[Dataset entries]
======

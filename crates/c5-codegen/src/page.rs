//! Page-level PHP: preamble, fragment includes and output file names.

use c5_core::Fragment;

/// Prefix of every generated page and fragment file.
pub const PAGE_PREAMBLE: &str = "<?php\n\
defined('C5_EXECUTE') or die('Access Denied.');\n\
/* @var \\Concrete\\Core\\Page\\View\\PageView $view */\n\
$c = \\Concrete\\Core\\Page\\Page::getCurrentPage();?>\n";

/// Alias emitted for the default page.
pub const DEFAULT_PAGE_FILE: &str = "default.php";

const PHP_EXT: &str = ".php";
const HTML_EXT: &str = ".html";

/// Prepend [`PAGE_PREAMBLE`] to generated markup.
#[must_use]
pub fn with_preamble(body: &str) -> String {
    let mut out = String::with_capacity(PAGE_PREAMBLE.len() + body.len());
    out.push_str(PAGE_PREAMBLE);
    out.push_str(body);
    out
}

/// Generated file name for a page: lower-cased, `.html` swapped for `.php`.
#[must_use]
pub fn page_file_name(document: &str) -> String {
    let lower = document.to_lowercase();
    let stem = lower.strip_suffix(HTML_EXT).unwrap_or(&lower);
    format!("{stem}{PHP_EXT}")
}

/// Generated file name for a fragment: its lower-cased output path plus `.php`.
#[must_use]
pub fn fragment_file_name(fragment: &Fragment) -> String {
    format!("{}{PHP_EXT}", fragment.output_path.to_lowercase())
}

/// The directive that replaces an excised fragment.
#[must_use]
pub fn include_directive(fragment: &Fragment) -> String {
    format!("<?php $view->inc('{}'); ?>", fragment_file_name(fragment))
}
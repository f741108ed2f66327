use clap::Parser;

pub mod global;
pub mod root_commands;

pub use global::GlobalFlags;
pub use root_commands::{BuildArgs, Commands, ThemeArgs};

/// Top-level CLI parser for the `c5t` binary.
#[derive(Debug, Parser)]
#[command(
    name = "c5t",
    version,
    about = "c5t - compile annotated HTML into a concrete5 theme"
)]
pub struct Cli {
    #[command(subcommand)]
    pub command: Commands,

    /// Quiet mode (errors only)
    #[arg(short, long, global = true)]
    pub quiet: bool,

    /// Verbose mode (debug logging)
    #[arg(short, long, global = true)]
    pub verbose: bool,

    /// Project root path (defaults to the current directory)
    #[arg(short, long, global = true)]
    pub project: Option<String>,
}

impl Cli {
    /// Extract ergonomic global flags struct for command handlers.
    #[must_use]
    pub fn global_flags(&self) -> GlobalFlags {
        GlobalFlags {
            quiet: self.quiet,
            verbose: self.verbose,
            project: self.project.clone(),
        }
    }
}
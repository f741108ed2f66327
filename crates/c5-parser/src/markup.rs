//! Markup tree capability and its ast-grep adapter.

use std::ops::Range;

use ast_grep_core::tree_sitter::StrDoc;
use ast_grep_core::{Doc, Node};
use ast_grep_language::SupportLang;

/// The concrete tree type returned by [`parse_markup`].
pub type MarkupTree = ast_grep_core::AstGrep<StrDoc<SupportLang>>;

/// An HTML attribute: `(name, optional_value)`.
pub type HtmlAttr = (String, Option<String>);

/// Node kinds the traversals dispatch on.
#[derive(Debug, Clone, Copy, PartialEq, Eq)]
pub enum NodeKind {
    Element,
    Comment,
    Other,
}

/// What the region and marker traversals need from a parsed markup node.
pub trait MarkupNode: Sized {
    fn node_kind(&self) -> NodeKind;

    /// Tag name as written in the source, for elements.
    fn tag_name(&self) -> Option<String>;

    /// Attributes of the element's start tag, in source order.
    fn attributes(&self) -> Vec<HtmlAttr>;

    /// Comment text without the `<!--` / `-->` delimiters.
    fn comment_data(&self) -> Option<String>;

    fn child_nodes(&self) -> Vec<Self>;

    /// Byte range of the node in the source it was parsed from.
    fn byte_range(&self) -> Range<usize>;
}

/// Parse an HTML string into an ast-grep tree.
#[must_use]
pub fn parse_markup(source: &str) -> MarkupTree {
    use ast_grep_language::LanguageExt;
    SupportLang::Html.ast_grep(source)
}

impl<D: Doc> MarkupNode for Node<'_, D> {
    fn node_kind(&self) -> NodeKind {
        match self.kind().as_ref() {
            "element" | "script_element" | "style_element" => NodeKind::Element,
            "comment" => NodeKind::Comment,
            _ => NodeKind::Other,
        }
    }

    fn tag_name(&self) -> Option<String> {
        let tag = start_tag(self)?;
        tag.children()
            .find(|c| c.kind().as_ref() == "tag_name")
            .map(|name| name.text().to_string())
    }

    fn attributes(&self) -> Vec<HtmlAttr> {
        start_tag(self)
            .map(|tag| extract_attrs_from_tag(&tag))
            .unwrap_or_default()
    }

    fn comment_data(&self) -> Option<String> {
        if self.node_kind() != NodeKind::Comment {
            return None;
        }
        let text = self.text();
        let raw: &str = &text;
        let inner = raw.strip_prefix("<!--").unwrap_or(raw);
        let inner = inner.strip_suffix("-->").unwrap_or(inner);
        Some(inner.to_string())
    }

    fn child_nodes(&self) -> Vec<Self> {
        self.children().collect()
    }

    fn byte_range(&self) -> Range<usize> {
        self.range()
    }
}

/// The `start_tag` (or `self_closing_tag`) child of an element.
fn start_tag<'r, D: Doc>(node: &Node<'r, D>) -> Option<Node<'r, D>> {
    node.children()
        .find(|c| matches!(c.kind().as_ref(), "start_tag" | "self_closing_tag"))
}

/// Extract all attributes from a tag node. Quoted and unquoted values are
/// both accepted; `name=""` yields an empty value. Character references in
/// values are decoded.
fn extract_attrs_from_tag<D: Doc>(tag_node: &Node<D>) -> Vec<HtmlAttr> {
    tag_node
        .children()
        .filter(|c| c.kind().as_ref() == "attribute")
        .filter_map(|attr| {
            let name = attr
                .children()
                .find(|c| c.kind().as_ref() == "attribute_name")?;
            let value = attr.children().find_map(|c| match c.kind().as_ref() {
                "attribute_value" => Some(decode_value(&c.text())),
                "quoted_attribute_value" => Some(
                    c.children()
                        .find(|v| v.kind().as_ref() == "attribute_value")
                        .map(|v| decode_value(&v.text()))
                        .unwrap_or_default(),
                ),
                _ => None,
            });
            Some((name.text().to_string(), value))
        })
        .collect()
}

fn decode_value(raw: &str) -> String {
    html_escape::decode_html_entities(raw).into_owned()
}
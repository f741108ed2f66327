use serde::Serialize;

/// Render a serializable response as pretty JSON.
pub fn render<T: Serialize>(value: &T) -> anyhow::Result<String> {
    Ok(serde_json::to_string_pretty(value)?)
}

/// Print a serializable response to stdout.
pub fn output<T: Serialize>(value: &T) -> anyhow::Result<()> {
    let rendered = render(value)?;
    println!("{rendered}");
    Ok(())
}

======

- Your assignment
What you return must match the records above exactly.

- Your response
filename crates/c5-codegen/src/page.rs
//! Page-level PHP: preamble, fragment includes and output file names.

use c5_core::Fragment;

/// Prefix of every generated page and fragment file.
pub const PAGE_PREAMBLE: &str = "<?php\n\
defined('C5_EXECUTE') or die('Access Denied.');\n\
/* @var \\Concrete\\Core\\Page\\View\\PageView $view */\n\
$c = \\Concrete\\Core\\Page\\Page::getCurrentPage();?>\n";

/// Alias emitted for the default page.
pub const DEFAULT_PAGE_FILE: &str = "default.php";

const PHP_EXT: &str = ".php";
const HTML_EXT: &str = ".html";

/// Prepend [`PAGE_PREAMBLE`] to generated markup.
#[must_use]
pub fn with_preamble(body: &str) -> String {
    let mut out = String::with_capacity(PAGE_PREAMBLE.len() + body.len());
    out.push_str(PAGE_PREAMBLE);
    out.push_str(body);
    out
}

/// Generated file name for a page: lower-cased, `.html` swapped for `.php`.
#[must_use]
pub fn page_file_name(document: &str) -> String {
    let lower = document.to_lowercase();
    let stem = lower.strip_suffix(HTML_EXT).unwrap_or(&lower);
    format!("{stem}{PHP_EXT}")
}

/// Generated file name for a fragment: its lower-cased output path plus `.php`.
#[must_use]
pub fn fragment_file_name(fragment: &Fragment) -> String {
    format!("{}{PHP_EXT}", fragment.output_path.to_lowercase())
}

/// The directive that replaces an excised fragment.
#[must_use]
pub fn include_directive(fragment: &Fragment) -> String {
    format!("<?php $view->inc('{}'); ?>", fragment_file_name(fragment))
}
repository f741108ed2f66327
use clap::Parser;

pub mod global;
pub mod root_commands;

pub use global::GlobalFlags;
pub use root_commands::{BuildArgs, Commands, ThemeArgs};

/// Top-level CLI parser for the `c5t` binary.
#[derive(Debug, Parser)]
#[command(
    name = "c5t",
    version,
    about = "c5t - compile annotated HTML into a concrete5 theme"
)]
pub struct Cli {
    #[command(subcommand)]
    pub command: Commands,

    /// Quiet mode (errors only)
    #[arg(short, long, global = true)]
    pub quiet: bool,

    /// Verbose mode (debug logging)
    #[arg(short, long, global = true)]
    pub verbose: bool,

    /// Project root path (defaults to the current directory)
    #[arg(short, long, global = true)]
    pub project: Option<String>,
}

impl Cli {
    /// Extract ergonomic global flags struct for command handlers.
    #[must_use]
    pub fn global_flags(&self) -> GlobalFlags {
        GlobalFlags {
            quiet: self.quiet,
            verbose: self.verbose,
            project: self.project.clone(),
        }
    }
}
repository f741108ed2f66327
filename crates/c5-parser/src/markup.rs
//! Markup tree capability and its ast-grep adapter.

use std::ops::Range;

use ast_grep_core::tree_sitter::StrDoc;
use ast_grep_core::{Doc, Node};
use ast_grep_language::SupportLang;

/// The concrete tree type returned by [`parse_markup`].
pub type MarkupTree = ast_grep_core::AstGrep<StrDoc<SupportLang>>;

/// An HTML attribute: `(name, optional_value)`.
pub type HtmlAttr = (String, Option<String>);

/// Node kinds the traversals dispatch on.
#[derive(Debug, Clone, Copy, PartialEq, Eq)]
pub enum NodeKind {
    Element,
    Comment,
    Other,
}

/// What the region and marker traversals need from a parsed markup node.
pub trait MarkupNode: Sized {
    fn node_kind(&self) -> NodeKind;

    /// Tag name as written in the source, for elements.
    fn tag_name(&self) -> Option<String>;

    /// Attributes of the element's start tag, in source order.
    fn attributes(&self) -> Vec<HtmlAttr>;

    /// Comment text without the `<!--` / `-->` delimiters.
    fn comment_data(&self) -> Option<String>;

    fn child_nodes(&self) -> Vec<Self>;

    /// Byte range of the node in the source it was parsed from.
    fn byte_range(&self) -> Range<usize>;
}

/// Parse an HTML string into an ast-grep tree.
#[must_use]
pub fn parse_markup(source: &str) -> MarkupTree {
    use ast_grep_language::LanguageExt;
    SupportLang::Html.ast_grep(source)
}

impl<D: Doc> MarkupNode for Node<'_, D> {
    fn node_kind(&self) -> NodeKind {
        match self.kind().as_ref() {
            "element" | "script_element" | "style_element" => NodeKind::Element,
            "comment" => NodeKind::Comment,
            _ => NodeKind::Other,
        }
    }

    fn tag_name(&self) -> Option<String> {
        let tag = start_tag(self)?;
        tag.children()
            .find(|c| c.kind().as_ref() == "tag_name")
            .map(|name| name.text().to_string())
    }

    fn attributes(&self) -> Vec<HtmlAttr> {
        start_tag(self)
            .map(|tag| extract_attrs_from_tag(&tag))
            .unwrap_or_default()
    }

    fn comment_data(&self) -> Option<String> {
        if self.node_kind() != NodeKind::Comment {
            return None;
        }
        let text = self.text();
        let raw: &str = &text;
        let inner = raw.strip_prefix("<!--").unwrap_or(raw);
        let inner = inner.strip_suffix("-->").unwrap_or(inner);
        Some(inner.to_string())
    }

    fn child_nodes(&self) -> Vec<Self> {
        self.children().collect()
    }

    fn byte_range(&self) -> Range<usize> {
        self.range()
    }
}

/// The `start_tag` (or `self_closing_tag`) child of an element.
fn start_tag<'r, D: Doc>(node: &Node<'r, D>) -> Option<Node<'r, D>> {
    node.children()
        .find(|c| matches!(c.kind().as_ref(), "start_tag" | "self_closing_tag"))
}

/// Extract all attributes from a tag node. Quoted and unquoted values are
/// both accepted; `name=""` yields an empty value. Character references in
/// values are decoded.
fn extract_attrs_from_tag<D: Doc>(tag_node: &Node<D>) -> Vec<HtmlAttr> {
    tag_node
        .children()
        .filter(|c| c.kind().as_ref() == "attribute")
        .filter_map(|attr| {
            let name = attr
                .children()
                .find(|c| c.kind().as_ref() == "attribute_name")?;
            let value = attr.children().find_map(|c| match c.kind().as_ref() {
                "attribute_value" => Some(decode_value(&c.text())),
                "quoted_attribute_value" => Some(
                    c.children()
                        .find(|v| v.kind().as_ref() == "attribute_value")
                        .map(|v| decode_value(&v.text()))
                        .unwrap_or_default(),
                ),
                _ => None,
            });
            Some((name.text().to_string(), value))
        })
        .collect()
}

fn decode_value(raw: &str) -> String {
    html_escape::decode_html_entities(raw).into_owned()
}
repository f741108ed2f66327
use serde::Serialize;

/// Render a serializable response as pretty JSON.
pub fn render<T: Serialize>(value: &T) -> anyhow::Result<String> {
    Ok(serde_json::to_string_pretty(value)?)
}

/// Print a serializable response to stdout.
pub fn output<T: Serialize>(value: &T) -> anyhow::Result<()> {
    let rendered = render(value)?;
    println!("{rendered}");
    Ok(())
}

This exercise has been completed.